*Instructions for the task:* Show the lines below where "single" occurs.

*Materials provided:*
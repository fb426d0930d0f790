// [tests/mirror/libs/infra/db/telemetry_aggregation.test.rs]
//! Escenario literal de spec §8 (#5): cinco lecturas crudas de un mismo
//! miner dentro de un bucket de 5 minutos se promueven a `history_5min`
//! con los agregados exactos documentados.

use chrono::{TimeZone, Utc};
use fleetctl_domain_models::RawReading;
use fleetctl_infra_db::{DbClient, TelemetryRepository};

fn reading(ts_secs: i64, hashrate: f64, status: &str) -> RawReading {
    RawReading {
        ts: Utc.timestamp_opt(ts_secs, 0).single().unwrap(),
        site_id: 1,
        miner_id: 42,
        status: status.to_string(),
        hashrate_ths: hashrate,
        temperature_c: 60.0,
        power_w: 3000.0,
        fan_rpm: 4000,
        reject_rate: 0.01,
        pool_url: "stratum+tcp://pool.example:3333".to_string(),
    }
}

#[tokio::test]
async fn five_readings_promote_to_one_history_5min_row_with_exact_aggregates() {
    let client = DbClient::connect(":memory:", None).await.expect("in-memory connect");
    let telemetry = TelemetryRepository::new(client);

    // Bucket cerrado [0, 300). `now` se fija un minuto después del cierre
    // para que promote_history_5min() tome exactamente ese bucket.
    let bucket_start = 0i64;
    let hashrates = [100.0, 110.0, 120.0, 90.0, 100.0];
    let statuses = ["online", "online", "online", "online", "offline"];

    for (i, (hashrate, status)) in hashrates.iter().zip(statuses.iter()).enumerate() {
        let ts = bucket_start + (i as i64) * 30;
        telemetry.ingest_raw(&reading(ts, *hashrate, status), "worker-0").await.expect("ingest");
    }

    let now = Utc.timestamp_opt(bucket_start + 300 + 60, 0).single().unwrap();
    let promoted = telemetry.promote_history_5min(now).await.expect("promotion job");
    assert_eq!(promoted, 1);

    // Reentregar el mismo job es un no-op idempotente (spec §8 invariante).
    let promoted_again = telemetry.promote_history_5min(now).await.expect("re-run promotion job");
    assert_eq!(promoted_again, 0);

    let from = Utc.timestamp_opt(bucket_start, 0).single().unwrap();
    let to = Utc.timestamp_opt(bucket_start + 300, 0).single().unwrap();
    let rows = match telemetry.read_history(1, 42, from, to).await.expect("read history") {
        fleetctl_infra_db::UnifiedHistory::FiveMin(rows) => rows,
        other => panic!("expected five-minute resolution, got {other:?}"),
    };

    assert_eq!(rows.len(), 1);
    let row = &rows[0];
    assert!((row.avg_hashrate_ths - 104.0).abs() < 1e-9);
    assert!((row.max_hashrate_ths - 120.0).abs() < 1e-9);
    assert!((row.min_hashrate_ths - 90.0).abs() < 1e-9);
    assert!((row.online_ratio - 0.8).abs() < 1e-9);
    assert_eq!(row.samples, 5);
}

*The answer:*
        ts: Utc.timestamp_opt(ts_secs, 0).single().unwrap(),
    let now = Utc.timestamp_opt(bucket_start + 300 + 60, 0).single().unwrap();
    let from = Utc.timestamp_opt(bucket_start, 0).single().unwrap();
    let to = Utc.timestamp_opt(bucket_start + 300, 0).single().unwrap();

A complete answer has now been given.